The State of New York has proposed a 30-month transfer of assets look-back period for coverage of community-based long-term care (CBLTC) services. The Medicaid Redesign Team II recommended the statutory change adopted by the New York State Legislature to ensure that individuals do not use Medicaid payments when their income or transferred resources can cover CBLTC services if the transfer is subject to the imposition of a transfer of asset penalty period.
Initially meant to begin on January 1, 2021, the amendment will now take effect on March 31, 2024. The delay is a result of the Families First Coronavirus Response Act and the American Rescue Plan Act, according to health.ny.gov.
Improvements for beneficiaries
Federally, the look-back period for Medicaid is 60 months. This move to decrease the period to 30 months will reduce the required documentation and result in fewer disqualifications or penalties from asset transfers during the look-back period. New York intends to exclude Medicaid mainstream managed care (MMC) beneficiaries from the transfer of assets penalties for CBLTC services if the proposal gets approval.
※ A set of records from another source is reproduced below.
//! Single-command support bundle.

use std::sync::LazyLock;

use chrono::Utc;
use log::{debug, warn};
use regex::Regex;

use super::{CollectionContext, CollectionStrategy, Progress};
use crate::error::{ParseError, Result};
use crate::escape::{self, Layer};
use crate::locator::{Artifact, join_remote};
use crate::session::Session;
use crate::transport::Transport;
use crate::version::StrategyKind;

// Only the name format EOS prints today is accepted. Firmware that words the
// acknowledgement differently fails with a parse error instead of a guess.
static BUNDLE_NAME: LazyLock<Regex> = LazyLock::new(|| {
    Regex::new(r"support-bundle-[A-Za-z0-9._\-]+\.zip").expect("static bundle pattern compiles")
});

/// `send support-bundle flash: case-number <case>`.
#[derive(Debug, Clone, Copy, Default)]
pub struct ModernStrategy;

impl ModernStrategy {
    fn command(ctx: &CollectionContext) -> Result<String> {
        let line = format!("send support-bundle flash: case-number {}", ctx.case_id);
        Ok(escape::escape(&line, &[Layer::Cli])?)
    }
}

/// Pull the generated file name out of the bundle command's acknowledgement.
pub fn parse_acknowledgement(output: &str) -> std::result::Result<String, ParseError> {
    BUNDLE_NAME
        .find(output)
        .map(|m| m.as_str().to_string())
        .ok_or_else(|| ParseError::MissingFilename {
            output: output.to_string(),
        })
}

impl CollectionStrategy for ModernStrategy {
    fn kind(&self) -> StrategyKind {
        StrategyKind::Modern
    }

    fn artifact_pattern(&self, ctx: &CollectionContext) -> String {
        format!("support-bundle-SR{}-*.zip", ctx.case_id)
    }

    async fn run<T: Transport>(
        &self,
        session: &mut Session<T>,
        ctx: &CollectionContext,
        progress: &dyn Progress,
    ) -> Result<Artifact> {
        let command = Self::command(ctx)?;
        progress.step(1, 1, "generating support bundle");

        let output = session
            .run_with_timeout(&command, ctx.command_limit())
            .await?;
        debug!("support-bundle acknowledgement: {}", output.stdout);

        let filename = parse_acknowledgement(&output.combined())?;
        if !filename.contains(&format!("SR{}", ctx.case_id)) {
            warn!(
                "bundle {} does not carry case number {}",
                filename, ctx.case_id
            );
        }
        progress.note(&format!("device reported {filename}"));

        Ok(Artifact {
            remote_path: join_remote(&ctx.flash_dir, &filename),
            filename,
            discovered_at: Utc::now(),
        })
    }
}
//! Collection strategies.
//!
//! Newer EOS releases build a support bundle with a single command. Older
//! ones need the pieces archived one by one and tarred together. Which one a
//! device gets is decided by [`crate::version::decide`].

mod legacy;
mod modern;

use std::future::Future;
use std::time::Duration;

use chrono::{DateTime, Utc};
use log::info;

use crate::device::Device;
use crate::error::Result;
use crate::locator::Artifact;
use crate::session::Session;
use crate::transport::Transport;
use crate::version::StrategyKind;

pub use legacy::{LegacyStep, LegacyStrategy};
pub use modern::{ModernStrategy, parse_acknowledgement};

/// Everything a strategy needs to know about the job.
#[derive(Debug, Clone)]
pub struct CollectionContext {
    pub case_id: String,
    pub device: Device,
    /// Device directory artifacts are written to.
    pub flash_dir: String,
    /// Stamped into generated file names.
    pub timestamp: DateTime<Utc>,
    /// Limit for each bundle-producing command.
    pub bundle_timeout: Duration,
}

impl CollectionContext {
    /// Timestamp as it appears in file names.
    pub fn stamp(&self) -> String {
        self.timestamp.format("%Y%m%d-%H%M%S").to_string()
    }

    /// Device identifier reduced to characters safe in a file name.
    pub fn host_label(&self) -> String {
        let label: String = self
            .device
            .identifier
            .chars()
            .map(|c| {
                if c.is_ascii_alphanumeric() || matches!(c, '.' | '_' | '-') {
                    c
                } else {
                    '_'
                }
            })
            .collect();
        if label.is_empty() { "device".into() } else { label }
    }

    /// Transport-side limit for a command that runs under a remote `timeout`.
    pub(crate) fn command_limit(&self) -> Duration {
        self.bundle_timeout + Duration::from_secs(30)
    }
}

/// Receives step-by-step progress. Display only.
pub trait Progress: Send + Sync {
    /// Step `index` of `total` is starting.
    fn step(&self, index: usize, total: usize, description: &str);

    /// Free-form status line.
    fn note(&self, _message: &str) {}
}

/// Reports progress through the `log` facade.
#[derive(Debug, Default, Clone, Copy)]
pub struct LogProgress;

impl Progress for LogProgress {
    fn step(&self, index: usize, total: usize, description: &str) {
        info!("[{index}/{total}] {description}");
    }

    fn note(&self, message: &str) {
        info!("{message}");
    }
}

/// A way of producing a collection artifact on the device.
pub trait CollectionStrategy {
    fn kind(&self) -> StrategyKind;

    /// Glob for the artifact's file name; always embeds the case id.
    fn artifact_pattern(&self, ctx: &CollectionContext) -> String;

    /// Drive the device until the artifact exists.
    fn run<T: Transport>(
        &self,
        session: &mut Session<T>,
        ctx: &CollectionContext,
        progress: &dyn Progress,
    ) -> impl Future<Output = Result<Artifact>>;
}

/// Either strategy, chosen at runtime.
#[derive(Debug, Clone)]
pub enum Strategy {
    Modern(ModernStrategy),
    Legacy(LegacyStrategy),
}

impl Strategy {
    pub fn for_kind(kind: StrategyKind) -> Self {
        match kind {
            StrategyKind::Modern => Strategy::Modern(ModernStrategy),
            StrategyKind::Legacy => Strategy::Legacy(LegacyStrategy::default()),
        }
    }
}

impl CollectionStrategy for Strategy {
    fn kind(&self) -> StrategyKind {
        match self {
            Strategy::Modern(s) => s.kind(),
            Strategy::Legacy(s) => s.kind(),
        }
    }

    fn artifact_pattern(&self, ctx: &CollectionContext) -> String {
        match self {
            Strategy::Modern(s) => s.artifact_pattern(ctx),
            Strategy::Legacy(s) => s.artifact_pattern(ctx),
        }
    }

    async fn run<T: Transport>(
        &self,
        session: &mut Session<T>,
        ctx: &CollectionContext,
        progress: &dyn Progress,
    ) -> Result<Artifact> {
        match self {
            Strategy::Modern(s) => s.run(session, ctx, progress).await,
            Strategy::Legacy(s) => s.run(session, ctx, progress).await,
        }
    }
}

#[cfg(test)]
pub(crate) mod tests {
    use super::*;
    use crate::device::ExecutionMode;
    use crate::version::Version;
    use chrono::TimeZone;

    pub(crate) fn context(identifier: &str) -> CollectionContext {
        CollectionContext {
            case_id: "123456".into(),
            device: Device {
                identifier: identifier.into(),
                version: Version::parse("4.18.0F").unwrap(),
                execution_mode: ExecutionMode::Remote,
            },
            flash_dir: "/mnt/flash".into(),
            timestamp: Utc.with_ymd_and_hms(2024, 3, 9, 14, 5, 7).unwrap(),
            bundle_timeout: Duration::from_secs(600),
        }
    }

    #[test]
    fn test_stamp_and_label() {
        let ctx = context("leaf1.dc1");
        assert_eq!(ctx.stamp(), "20240309-140507");
        assert_eq!(ctx.host_label(), "leaf1.dc1");
        assert_eq!(context("sw 1/a'b").host_label(), "sw_1_a_b");
        assert_eq!(context("").host_label(), "device");
    }

    #[test]
    fn test_for_kind() {
        let ctx = context("leaf1");
        let modern = Strategy::for_kind(StrategyKind::Modern);
        assert_eq!(modern.kind(), StrategyKind::Modern);
        assert_eq!(modern.artifact_pattern(&ctx), "support-bundle-SR123456-*.zip");

        let legacy = Strategy::for_kind(StrategyKind::Legacy);
        assert_eq!(legacy.kind(), StrategyKind::Legacy);
        assert_eq!(legacy.artifact_pattern(&ctx), "TAC-bundle-123456-leaf1-*.tar");
    }
}
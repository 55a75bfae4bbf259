//! One collection run, from connecting to delivering the bundle.

use std::fmt;
use std::future::Future;
use std::path::PathBuf;

use chrono::Utc;
use log::{info, warn};

use crate::config::CollectorConfig;
use crate::decompress;
use crate::device::{Device, ExecutionMode};
use crate::error::{Error, Result};
use crate::input::InputProvider;
use crate::locator::{Artifact, ArtifactLocator};
use crate::session::SessionManager;
use crate::strategy::{CollectionContext, CollectionStrategy, LogProgress, Progress, Strategy};
use crate::transfer::{TransferOrchestrator, TransferOutcome, TransferRequest};
use crate::transport::Connector;
use crate::version::{self, StrategyKind};

/// Where a job is in its lifecycle.
#[derive(Debug, Clone, Copy, PartialEq, Eq)]
pub enum JobStatus {
    Pending,
    Collecting,
    Located,
    Transferred,
    Failed,
}

impl fmt::Display for JobStatus {
    fn fmt(&self, f: &mut fmt::Formatter<'_>) -> fmt::Result {
        let s = match self {
            JobStatus::Pending => "pending",
            JobStatus::Collecting => "collecting",
            JobStatus::Located => "located",
            JobStatus::Transferred => "transferred",
            JobStatus::Failed => "failed",
        };
        f.write_str(s)
    }
}

/// State of one collection run.
#[derive(Debug, Clone)]
pub struct CollectionJob {
    case_id: String,
    device: Option<Device>,
    strategy: Option<StrategyKind>,
    artifact: Option<Artifact>,
    status: JobStatus,
}

impl CollectionJob {
    /// Start a job for `case_id`, or for `placeholder` when none is given.
    pub fn new(case_id: Option<&str>, placeholder: &str) -> Result<Self> {
        let case_id = match case_id.map(str::trim).filter(|c| !c.is_empty()) {
            Some(id) => id,
            None => {
                warn!("no case number given, using placeholder {}", placeholder);
                placeholder.trim()
            }
        };
        validate_case_id(case_id)?;
        Ok(Self {
            case_id: case_id.to_string(),
            device: None,
            strategy: None,
            artifact: None,
            status: JobStatus::Pending,
        })
    }

    pub fn case_id(&self) -> &str {
        &self.case_id
    }

    pub fn device(&self) -> Option<&Device> {
        self.device.as_ref()
    }

    pub fn strategy(&self) -> Option<StrategyKind> {
        self.strategy
    }

    /// The located artifact. Set once; transfers only happen after this.
    pub fn artifact(&self) -> Option<&Artifact> {
        self.artifact.as_ref()
    }

    pub fn status(&self) -> JobStatus {
        self.status
    }
}

/// Case ids end up in file names, URLs and CLI lines.
fn validate_case_id(case_id: &str) -> Result<()> {
    if case_id.is_empty()
        || !case_id
            .chars()
            .all(|c| c.is_ascii_alphanumeric() || c == '-' || c == '_')
    {
        return Err(Error::config(format!(
            "case id '{case_id}' may only contain letters, digits, '-' and '_'"
        )));
    }
    Ok(())
}

/// Summary of a finished job.
#[derive(Debug, Clone)]
pub struct JobReport {
    pub case_id: String,
    pub device: Device,
    pub strategy: StrategyKind,
    pub artifact: Artifact,
    pub outcome: TransferOutcome,
    /// Where the bundle was extracted, if it was.
    pub extracted: Option<PathBuf>,
    /// Why extraction failed. The download itself still stands.
    pub extraction_error: Option<String>,
}

/// Runs [`CollectionJob`]s against devices.
pub struct Collector<C> {
    manager: SessionManager<C>,
    config: CollectorConfig,
    mode: ExecutionMode,
    progress: Box<dyn Progress>,
}

impl<C: Connector> Collector<C> {
    pub fn new(manager: SessionManager<C>, config: CollectorConfig, mode: ExecutionMode) -> Self {
        Self {
            manager,
            config,
            mode,
            progress: Box::new(LogProgress),
        }
    }

    /// Send progress somewhere other than the log.
    pub fn with_progress(mut self, progress: impl Progress + 'static) -> Self {
        self.progress = Box::new(progress);
        self
    }

    pub fn config(&self) -> &CollectorConfig {
        &self.config
    }

    /// Collect from `host` and deliver per `request`.
    ///
    /// A malformed `request` is rejected before connecting. The session is
    /// closed before this returns, on success, on error and when `interrupt`
    /// fires. Extraction happens afterwards, locally.
    pub async fn collect(
        &self,
        job: &mut CollectionJob,
        host: &str,
        username: &str,
        request: &TransferRequest,
        input: &dyn InputProvider,
        interrupt: impl Future<Output = ()>,
    ) -> Result<JobReport> {
        let threshold = self.config.threshold()?;
        let locator = ArtifactLocator::new(
            self.config.locator.attempts,
            std::time::Duration::from_secs(self.config.locator.interval_secs),
        );
        let orchestrator = TransferOrchestrator::new(
            self.config.local_dir.clone(),
            self.config.flash_dir.clone(),
            self.config.timeouts.transfer(),
        );
        if let Err(e) = orchestrator.validate(request) {
            job.status = JobStatus::Failed;
            return Err(e);
        }
        let progress = self.progress.as_ref();
        let mode = self.mode;
        let config = &self.config;

        let result = self
            .manager
            .scoped(host, username, input, interrupt, async |session| {
                let device = Device::discover(session, mode).await?;
                let kind = version::decide(&device.version, &threshold);
                info!(
                    "EOS {} is {} threshold {}: {} collection",
                    device.version,
                    if kind == StrategyKind::Modern { "at or above" } else { "below" },
                    threshold,
                    kind
                );
                job.device = Some(device.clone());
                job.strategy = Some(kind);
                job.status = JobStatus::Collecting;

                let ctx = CollectionContext {
                    case_id: job.case_id.clone(),
                    device,
                    flash_dir: config.flash_dir.clone(),
                    timestamp: Utc::now(),
                    bundle_timeout: config.timeouts.bundle(),
                };
                let strategy = Strategy::for_kind(kind);
                let produced = strategy.run(session, &ctx, progress).await?;

                let pattern = strategy.artifact_pattern(&ctx);
                let artifact = locator.find(session, &ctx.flash_dir, &pattern).await?;
                if artifact.filename != produced.filename {
                    warn!(
                        "newest match {} differs from reported {}",
                        artifact.filename, produced.filename
                    );
                }
                job.artifact = Some(artifact.clone());
                job.status = JobStatus::Located;

                let outcome = orchestrator.execute(session, &artifact, request).await?;
                job.status = JobStatus::Transferred;
                Ok((ctx.device, kind, artifact, outcome))
            })
            .await;

        let (device, strategy, artifact, outcome) = match result {
            Ok(done) => done,
            Err(e) => {
                job.status = JobStatus::Failed;
                return Err(e);
            }
        };

        let (extracted, extraction_error) = match (&outcome, self.config.extract) {
            (TransferOutcome::Downloaded { local_path, .. }, true) => {
                match decompress::extract(local_path, input) {
                    Ok(dir) => (dir, None),
                    Err(e) => {
                        warn!("{} was saved but not extracted: {e}", local_path.display());
                        (None, Some(e.to_string()))
                    }
                }
            }
            _ => (None, None),
        };

        Ok(JobReport {
            case_id: job.case_id.clone(),
            device,
            strategy,
            artifact,
            outcome,
            extracted,
            extraction_error,
        })
    }
}

#[cfg(test)]
mod tests {
    use super::*;

    #[test]
    fn test_case_id_defaults_to_placeholder() {
        let job = CollectionJob::new(None, "000000").unwrap();
        assert_eq!(job.case_id(), "000000");
        assert_eq!(job.status(), JobStatus::Pending);
        assert!(job.artifact().is_none());

        let job = CollectionJob::new(Some("   "), "0000").unwrap();
        assert_eq!(job.case_id(), "0000");

        let job = CollectionJob::new(Some(" 123456 "), "000000").unwrap();
        assert_eq!(job.case_id(), "123456");
    }

    #[test]
    fn test_case_id_rejects_metacharacters() {
        for bad in ["12 34", "1;reboot", "$(id)", "a/b", "x\n"] {
            let err = CollectionJob::new(Some(bad), "000000").unwrap_err();
            assert_eq!(err.kind(), crate::error::ErrorKind::Configuration, "{bad:?}");
        }
        assert!(CollectionJob::new(None, "").is_err());
    }
}
//! SSH connection configuration.

use std::path::PathBuf;
use std::time::Duration;

use secrecy::{ExposeSecret, SecretString};
use serde::Deserialize;

/// Host key verification mode, analogous to OpenSSH's `StrictHostKeyChecking`.
#[derive(Debug, Clone, Default, PartialEq, Eq, Deserialize)]
#[serde(rename_all = "kebab-case")]
pub enum HostKeyVerification {
    /// Reject unknown and changed keys. Connection fails if the host
    /// is not already in known_hosts.
    Strict,

    /// Accept and auto-learn unknown keys, but reject changed keys.
    #[default]
    AcceptNew,

    /// Accept all keys without checking. For lab use only.
    Disabled,
}

/// SSH connection configuration for one device.
#[derive(Debug)]
pub struct SshConfig {
    /// Target host (hostname or IP address).
    pub host: String,

    /// SSH port (default: 22).
    pub port: u16,

    /// Username for authentication.
    pub username: String,

    /// Authentication method, already resolved (never [`AuthMethod::Prompt`]).
    pub auth: AuthMethod,

    /// Connection timeout.
    pub timeout: Duration,

    /// Terminal width for PTY.
    pub terminal_width: u32,

    /// Terminal height for PTY.
    pub terminal_height: u32,

    /// Host key verification mode.
    pub host_key_verification: HostKeyVerification,

    /// Path to known_hosts file.
    pub known_hosts_path: Option<PathBuf>,
}

/// Authentication method for SSH connections.
#[derive(Debug)]
pub enum AuthMethod {
    /// No authentication (for testing only).
    None,

    /// Password authentication.
    Password(SecretString),

    /// Private key authentication.
    PrivateKey {
        /// Path to the private key file.
        path: PathBuf,
        /// Optional passphrase for encrypted keys.
        passphrase: Option<SecretString>,
    },

    /// Password authentication, asking the operator once when the session opens.
    Prompt,
}

impl AuthMethod {
    /// Copy this method, duplicating any secret it holds.
    pub fn duplicate(&self) -> Self {
        match self {
            AuthMethod::None => AuthMethod::None,
            AuthMethod::Password(p) => AuthMethod::Password(copy_secret(p)),
            AuthMethod::PrivateKey { path, passphrase } => AuthMethod::PrivateKey {
                path: path.clone(),
                passphrase: passphrase.as_ref().map(copy_secret),
            },
            AuthMethod::Prompt => AuthMethod::Prompt,
        }
    }

    /// The password, if this method carries one.
    pub fn password(&self) -> Option<&SecretString> {
        match self {
            AuthMethod::Password(p) => Some(p),
            _ => None,
        }
    }
}

fn copy_secret(secret: &SecretString) -> SecretString {
    SecretString::from(secret.expose_secret().to_string())
}
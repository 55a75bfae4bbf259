//! Channel layer for prompt-driven PTY exchanges.
//!
//! Most collection work runs over exec channels and never sees a prompt.
//! Commands that ask questions (a `copy` waiting for a password) or that
//! change shell state (`cli vrf`) need a PTY, and this module drives one.

mod buffer;
mod interactive;
mod pty;

pub use buffer::PatternBuffer;
pub use interactive::{InteractiveEvent, InteractiveResult, InteractiveStep};
pub use pty::{PtyChannel, PtyConfig};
Services that will benefit
The proposal will impact various community-based long-term care services, including adult day health care, assisted living program (ALP), certified home health agency (CHHA) services, personal care services, consumer-directed personal assistance programs, limited licensed home care services, private duty nursing services, and managed long-term care in the community.
Applying for Medicaid in New York will become more difficult on March 31, 2024. The increased look-back period means applicants are more likely to face penalties for asset transfers. However, the proposal has already experienced two delays, so do not count on the new rules if you want to apply for Medicaid soon.